● Assigned task
The answer must be a single number: the count of lines in these records that hold "space".

Saved data entries:
*****

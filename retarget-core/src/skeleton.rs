//! Bone hierarchies and armature objects.
//!
//! A [`Skeleton`] owns its bones in parents-first order; bones refer to their
//! parent by index and never own it. An [`Armature`] is the object-level
//! wrapper: it carries the skeleton, an object transform (the channel root
//! motion is baked onto) and optionally one attached [`Action`].

use glam::{Mat4, Vec3};
use hashbrown::HashMap;

use crate::action::Action;
use crate::error::RetargetError;
use crate::transform::Transform;

/// A named node in a skeleton.
#[derive(Clone, Debug)]
pub struct Bone {
    pub name: String,
    /// Index of the parent bone; parents always precede children.
    pub parent: Option<usize>,
    /// Rest-pose transform relative to the parent bone (or the armature
    /// object for root bones).
    pub rest_local: Transform,
    /// Whether this bone deforms a mesh. Deforming bones must always end up
    /// with keyframe data after a bake.
    pub deform: bool,
}

impl Bone {
    pub fn new(name: impl Into<String>, parent: Option<usize>, rest_local: Transform) -> Self {
        Self {
            name: name.into(),
            parent,
            rest_local,
            deform: true,
        }
    }

    pub fn with_deform(mut self, deform: bool) -> Self {
        self.deform = deform;
        self
    }
}

/// Ordered, named bone hierarchy.
#[derive(Clone, Debug, Default)]
pub struct Skeleton {
    bones: Vec<Bone>,
    by_name: HashMap<String, usize>,
}

impl Skeleton {
    pub fn new() -> Self {
        Self::default()
    }

    /// Build a skeleton from a parents-first bone list.
    pub fn from_bones(bones: Vec<Bone>) -> Result<Self, RetargetError> {
        for (i, bone) in bones.iter().enumerate() {
            if let Some(parent) = bone.parent {
                if parent >= i {
                    return Err(RetargetError::InvalidHierarchy {
                        bone: bone.name.clone(),
                    });
                }
            }
        }
        let by_name = bones
            .iter()
            .enumerate()
            .map(|(i, b)| (b.name.clone(), i))
            .collect();
        Ok(Self { bones, by_name })
    }

    pub fn bones(&self) -> &[Bone] {
        &self.bones
    }

    pub fn len(&self) -> usize {
        self.bones.len()
    }

    pub fn is_empty(&self) -> bool {
        self.bones.is_empty()
    }

    pub fn bone(&self, index: usize) -> &Bone {
        &self.bones[index]
    }

    pub fn index_of(&self, name: &str) -> Option<usize> {
        self.by_name.get(name).copied()
    }

    pub fn bone_by_name(&self, name: &str) -> Option<&Bone> {
        self.index_of(name).map(|i| &self.bones[i])
    }

    /// Rename a bone, keeping the name index in sync.
    ///
    /// Returns false (and leaves the bone untouched) when another bone
    /// already holds the requested name.
    pub fn rename(&mut self, index: usize, new_name: &str) -> bool {
        if self.bones[index].name == new_name {
            return true;
        }
        if self.by_name.contains_key(new_name) {
            return false;
        }
        let old = std::mem::replace(&mut self.bones[index].name, new_name.to_string());
        self.by_name.remove(&old);
        self.by_name.insert(new_name.to_string(), index);
        true
    }

    /// Rest-pose matrix of a bone in armature space.
    pub fn rest_world(&self, index: usize) -> Mat4 {
        let bone = &self.bones[index];
        let local = bone.rest_local.to_matrix();
        match bone.parent {
            Some(parent) => self.rest_world(parent) * local,
            None => local,
        }
    }
}

/// A skeleton object: the unit the pipeline imports, retargets and exports.
#[derive(Clone, Debug)]
pub struct Armature {
    pub name: String,
    /// Object-level transform. Root motion extraction bakes onto this
    /// channel; the on-ground option pre-sets its vertical offset.
    pub transform: Transform,
    pub skeleton: Skeleton,
    pub action: Option<Action>,
}

impl Armature {
    pub fn new(name: impl Into<String>, skeleton: Skeleton) -> Self {
        Self {
            name: name.into(),
            transform: Transform::IDENTITY,
            skeleton,
            action: None,
        }
    }

    /// Rename a bone, rewriting any attached action curves that address it.
    pub fn rename_bone(&mut self, index: usize, new_name: &str) -> bool {
        let old = self.skeleton.bone(index).name.clone();
        if !self.skeleton.rename(index, new_name) {
            return false;
        }
        if let Some(action) = self.action.as_mut() {
            action.rename_bone_target(&old, new_name);
        }
        true
    }

    /// Rest-pose head position of a bone in world space (object transform
    /// applied on top of the rest FK chain).
    pub fn bone_rest_world_head(&self, index: usize) -> Vec3 {
        let world = self.transform.to_matrix() * self.skeleton.rest_world(index);
        world.to_scale_rotation_translation().2
    }
}

#[cfg(test)]
mod tests {
    use super::*;
    use glam::Quat;

    fn two_bone_skeleton() -> Skeleton {
        let root = Bone::new("root", None, Transform::IDENTITY);
        let child = Bone::new(
            "child",
            Some(0),
            Transform::new(Vec3::new(0.0, 1.0, 0.0), Quat::IDENTITY, Vec3::ONE),
        );
        Skeleton::from_bones(vec![root, child]).unwrap()
    }

    #[test]
    fn test_lookup_and_rename() {
        let mut skel = two_bone_skeleton();
        assert_eq!(skel.index_of("child"), Some(1));
        assert!(skel.rename(1, "spine"));
        assert_eq!(skel.index_of("child"), None);
        assert_eq!(skel.index_of("spine"), Some(1));
        // renaming onto an existing name is refused
        assert!(!skel.rename(1, "root"));
        assert_eq!(skel.index_of("spine"), Some(1));
    }

    #[test]
    fn test_child_before_parent_rejected() {
        let a = Bone::new("a", Some(1), Transform::IDENTITY);
        let b = Bone::new("b", None, Transform::IDENTITY);
        assert!(Skeleton::from_bones(vec![a, b]).is_err());
    }

    #[test]
    fn test_rest_world_head_applies_object_transform() {
        let mut armature = Armature::new("rig", two_bone_skeleton());
        armature.transform.translation = Vec3::new(0.0, 0.0, 2.0);
        let head = armature.bone_rest_world_head(1);
        assert!((head - Vec3::new(0.0, 1.0, 2.0)).length() < 1e-6);
    }
}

*****

● Expected output
2